DATA EXCERPTS →
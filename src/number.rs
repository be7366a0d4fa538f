/*
    Defines a number
*/

use num_bigint::BigUint;

/// The number type.
///
/// A `Number` is any real-valued representation that can be rounded
/// to an integer: binary floating-point (`f64`, `f32`) or
/// arbitrary-precision decimal ([`Decimal`](crate::decimal::Decimal)).
/// Every `Number` carries a sign bit that stays meaningful for zeros,
/// infinities, and NaNs.
pub trait Number: Clone {
    /// Returns true if this `Number` encodes a zero (of either sign).
    fn is_zero(&self) -> bool;

    /// Returns true if this `Number` encodes an infinity.
    fn is_infinity(&self) -> bool;

    /// Returns true if this `Number` does not encode a number.
    fn is_nan(&self) -> bool;

    /// Returns true if this `Number` encodes a finite number.
    fn is_finite(&self) -> bool {
        !self.is_infinity() && !self.is_nan()
    }

    /// Returns the sign bit of this `Number`: true when negative.
    /// This is defined for every value, NaN included.
    fn sign(&self) -> bool;

    /// Splits a finite `Number` into its integer part and rounding bits.
    /// The result is wrapped in an option since only finite numbers
    /// have a magnitude.
    fn magnitude(&self) -> Option<Magnitude>;

    /// Returns true if this `Number` is finite and has no fractional part.
    fn is_integral(&self) -> bool {
        self.magnitude().is_some_and(|m| m.is_exact())
    }

    /// Builds the integer `(-1)^sign * integer` in this representation.
    /// A zero `integer` yields a zero carrying `sign`.
    fn from_magnitude(sign: bool, integer: &BigUint) -> Self;

    /// Returns the NaN that rounding should produce for this NaN.
    /// By default, the NaN is propagated unchanged.
    fn quiet(&self) -> Self {
        self.clone()
    }
}

/// The exact decomposition of a finite number `x` used by the
/// rounding core.
///
/// `|x| = integer + f` where `0 <= f < 1`. Rather than the whole
/// fractional part `f`, only two bits are kept:
///
///  - `half_bit`: `f >= 1/2`;
///  - `sticky_bit`: `f` is not exactly `0` or `1/2`.
///
/// Together with the sign and the integer part, these bits are
/// enough to decide every rounding mode.
#[derive(Clone, Debug, PartialEq, Eq)]
pub struct Magnitude {
    sign: bool,
    integer: BigUint,
    half_bit: bool,
    sticky_bit: bool,
}

impl Magnitude {
    /// Creates a new `Magnitude` from its parts.
    pub fn new(sign: bool, integer: BigUint, half_bit: bool, sticky_bit: bool) -> Self {
        Self {
            sign,
            integer,
            half_bit,
            sticky_bit,
        }
    }

    /// Returns the sign bit.
    pub fn sign(&self) -> bool {
        self.sign
    }

    /// Returns the truncated integer part of the absolute value.
    pub fn integer(&self) -> &BigUint {
        &self.integer
    }

    /// Consumes this `Magnitude` returning the truncated integer part.
    pub fn into_integer(self) -> BigUint {
        self.integer
    }

    /// Returns true if the fractional part is at least one half.
    pub fn half_bit(&self) -> bool {
        self.half_bit
    }

    /// Returns true if the fractional part is neither zero nor exactly one half.
    pub fn sticky_bit(&self) -> bool {
        self.sticky_bit
    }

    /// Returns true if the number is an integer.
    pub fn is_exact(&self) -> bool {
        !self.half_bit && !self.sticky_bit
    }

    /// Returns true if the number lies exactly halfway between two integers.
    pub fn is_tie(&self) -> bool {
        self.half_bit && !self.sticky_bit
    }
}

WHAT IS EXPECTED →
Lines from the one containing "#[derive(Clone, Debug, PartialEq, Eq)]" through the last line of the listing are to be restated word for word; no other line may appear.

SOLUTION FOR THIS PROBLEM →
#[derive(Clone, Debug, PartialEq, Eq)]
pub struct Magnitude {
    sign: bool,
    integer: BigUint,
    half_bit: bool,
    sticky_bit: bool,
}

impl Magnitude {
    /// Creates a new `Magnitude` from its parts.
    pub fn new(sign: bool, integer: BigUint, half_bit: bool, sticky_bit: bool) -> Self {
        Self {
            sign,
            integer,
            half_bit,
            sticky_bit,
        }
    }

    /// Returns the sign bit.
    pub fn sign(&self) -> bool {
        self.sign
    }

    /// Returns the truncated integer part of the absolute value.
    pub fn integer(&self) -> &BigUint {
        &self.integer
    }

    /// Consumes this `Magnitude` returning the truncated integer part.
    pub fn into_integer(self) -> BigUint {
        self.integer
    }

    /// Returns true if the fractional part is at least one half.
    pub fn half_bit(&self) -> bool {
        self.half_bit
    }

    /// Returns true if the fractional part is neither zero nor exactly one half.
    pub fn sticky_bit(&self) -> bool {
        self.sticky_bit
    }

    /// Returns true if the number is an integer.
    pub fn is_exact(&self) -> bool {
        !self.half_bit && !self.sticky_bit
    }

    /// Returns true if the number lies exactly halfway between two integers.
    pub fn is_tie(&self) -> bool {
        self.half_bit && !self.sticky_bit
    }
}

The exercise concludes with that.